Oruç ibadetinin amacı Allah rızasını kazanmanın yanında kişinin nefsini terbiye etmesi, söz, fiil ve davranışlarına çeki düzen vermesidir. Bu husus hem Kur'an'da hem de Peygamberimizin (SAV) hadislerinde açıkça zikredilmektedir. Orucun farz olduğu Bakara Suresi’nin 183. ayetinde açıkça beyan edilmektedir.

Orucun kötülük ve haramlardan korunmak için farz kılındığının bildirilmesi ibadetin insanın kişisel ve sosyal hayatındaki yerini ve etkisini bildirmeye yöneliktir. Nitekim yüce Allah günde beş vakit kılınan namazın insanı hayasızlık ve haramlardan alıkoyduğunu bildirmektedir. (Ankebut, 29/45) Aynı şekilde orucun da insanı haram ve kötülüklerden alıkoyması gerekir.

Oruç kalkandır

Peygamberimiz (SAV), “Oruç kalkandır. Biriniz oruçlu iken çirkin, kötü ve kaba söz söylemesin, bağırıp çağırmasın, kavga etmesin. Birisi kendisine söver ya da çatarsa ona ‘Ben oruçluyum!’ desin.”
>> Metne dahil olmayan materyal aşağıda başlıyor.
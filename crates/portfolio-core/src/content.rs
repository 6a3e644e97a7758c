//! Page content loaded from `content/portfolio.toml`
//!
//! All text, links, skill groups and projects shown on the page are data.
//! The builtin file is embedded at compile time; [`PortfolioContent::parse`]
//! accepts any other TOML document with the same shape.

use serde::Deserialize;

use crate::prelude::*;

const BUILTIN_CONTENT: &str = include_str!("../content/portfolio.toml");

/// Everything the page renders
#[derive(Debug, Clone, PartialEq, Deserialize)]
pub struct PortfolioContent {
    pub profile: Profile,
    pub links: SocialLinks,
    pub about: About,
    pub skills: Skills,
    #[serde(default)]
    pub showcases: Vec<ProjectShowcase>,
    pub contact: Contact,
    pub footer: Footer,
}

/// Hero block
#[derive(Debug, Clone, PartialEq, Deserialize)]
pub struct Profile {
    pub name: String,
    pub role: String,
    pub tagline: String,
    /// Profile photo path, resolved by the static asset server
    #[serde(default)]
    pub photo: Option<String>,
}

/// Outbound profile links, rendered verbatim
#[derive(Debug, Clone, PartialEq, Deserialize)]
pub struct SocialLinks {
    pub github: String,
    pub linkedin: String,
    /// Short form shown on the contact card
    pub linkedin_display: String,
}

#[derive(Debug, Clone, PartialEq, Deserialize)]
pub struct About {
    pub heading: String,
    pub body: String,
}

#[derive(Debug, Clone, PartialEq, Deserialize)]
pub struct Skills {
    pub heading: String,
    #[serde(default)]
    pub groups: Vec<SkillGroup>,
}

/// Titled list of skill names, shown in input order
#[derive(Debug, Clone, PartialEq, Deserialize)]
pub struct SkillGroup {
    pub title: String,
    #[serde(default)]
    pub items: Vec<String>,
}

/// A headed row of project cards inside the projects section
#[derive(Debug, Clone, PartialEq, Deserialize)]
pub struct ProjectShowcase {
    pub heading: String,
    #[serde(default)]
    pub projects: Vec<Project>,
}

#[derive(Debug, Clone, PartialEq, Deserialize)]
pub struct Project {
    pub title: String,
    #[serde(default)]
    pub description: Option<String>,
    #[serde(default)]
    pub technologies: Vec<String>,
    /// Screenshot path
    #[serde(default)]
    pub image: Option<String>,
}

#[derive(Debug, Clone, PartialEq, Deserialize)]
pub struct Contact {
    pub heading: String,
    pub email: String,
}

impl Contact {
    /// `mailto:` link for the displayed address.
    ///
    /// Every mail link on the page goes through here so the visible address
    /// and the link target can't drift apart.
    pub fn mailto(&self) -> String {
        format!("mailto:{}", self.email)
    }
}

#[derive(Debug, Clone, PartialEq, Deserialize)]
pub struct Footer {
    pub owner: String,
}

impl Footer {
    /// Copyright line for `year`, which the page takes from the visitor's clock
    pub fn copyright(&self, year: u32) -> String {
        format!("\u{00A9} {} {}. All rights reserved.", year, self.owner)
    }
}

impl PortfolioContent {
    /// Parse and validate a content document
    pub fn parse(source: &str) -> Result<Self> {
        let content: PortfolioContent = toml::from_str(source)?;
        content.validate()?;
        Ok(content)
    }

    /// Content bundled with the site
    pub fn builtin() -> Result<Self> {
        Self::parse(BUILTIN_CONTENT).context("Loading builtin portfolio content")
    }

    /// Reject documents that would render empty headings or dead links.
    ///
    /// Tag lists are not checked: duplicates and ordering are shown as written.
    pub fn validate(&self) -> Result<()> {
        require("profile.name", &self.profile.name)?;
        require("about.heading", &self.about.heading)?;
        require("skills.heading", &self.skills.heading)?;
        require("contact.heading", &self.contact.heading)?;
        require("contact.email", &self.contact.email)?;
        require("links.github", &self.links.github)?;
        require("links.linkedin", &self.links.linkedin)?;

        for (i, group) in self.skills.groups.iter().enumerate() {
            require(&format!("skills.groups[{i}].title"), &group.title)?;
        }

        for (i, showcase) in self.showcases.iter().enumerate() {
            require(&format!("showcases[{i}].heading"), &showcase.heading)?;
            for (j, project) in showcase.projects.iter().enumerate() {
                require(
                    &format!("showcases[{i}].projects[{j}].title"),
                    &project.title,
                )?;
            }
        }

        debug!(
            "Content ok: {} skill groups, {} projects",
            self.skills.groups.len(),
            self.project_count()
        );
        Ok(())
    }

    pub fn project_count(&self) -> usize {
        self.showcases.iter().map(|s| s.projects.len()).sum()
    }
}

fn require(field: &str, value: &str) -> Result<()> {
    if value.trim().is_empty() {
        return Err(Error::content_invalid(format!("{field} is empty")));
    }
    Ok(())
}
(Müslim, Buhari) buyurmuştur.

Orucun kişinin şehvetini kıran bir özelliği vardır. (Buhari) Hadis-i şerif, orucun gayesinin insanın edep ve ahlakını güzelleştirmek olduğunu açıkça ifade etmektedir. Eğer oruç, insanı kötü söz, eylem ve davranışlardan uzaklaştırmıyor, edep ve ahlakını güzelleştirmiyorsa amacına ulaşamamış demektir, böyle bir oruçtan istenilen sevap da elde edilemez.

Nitekim Peygamberimiz (SAV), “Kim yalan sözü ve yalan ile iş yapmayı bırakmazsa Allah’ın onun yemesini ve içmesini terk etmesine ihtiyacı yoktur.” (Buhari, Ebu Davud, Tirmizî, İbn Mace) ve “Nice oruç tutanlar vardır ki onların oruçtan nasipleri sadece aç (ve susuz) kalmalarıdır. Nice geceleri namaz kılanlar vardır ki onların namazdan nasipleri sadece uykusuz kalmaktır.” (İbn Mace) buyurmuştur.

Oruç02

Dolayısıyla oruç tutan insan; yalan, yalancı şahitlik, gıybet, iftira, hile, aldatma, kötü söz ve benzeri davranışlardan uzak, iş ve işlemlerinde, söz ve sözleşmelerinde, alım ve satımlarında dürüst ve dosdoğru olmalıdır.

Oruç sabrın yarısıdır

Gerçek anlamda tutulan oruç hem kötü söz ve davranışlara hem de cehennem ateşine karşı perde olur; kişiyi fuhuş ve edep dışı davranışlardan alıkoyar çünkü “orucun şehveti kıran bir özelliği vardır”. (Buhari) Oruç tutan insan sabırlı olmayı öğrenir. Çünkü Peygamberimizin beyanı ile: “Oruç sabrın yarısıdır.” (Tirmizî)

İnsanın günah işlemesine genellikle iki şey sebep olur. Biri şehevî arzuları, diğeri dili ve midesidir.

“Kim diline ve ırzına sahip çıkacağına güvence verirse ben de o kimsenin cennete gireceğine güvence veririm.” (Tirmizî) anlamındaki hadis, insanın şehevî arzularına, konuşmasına, yeme ve içmesine dikkat etmesi gerektiğine vurgu yapmaktadır.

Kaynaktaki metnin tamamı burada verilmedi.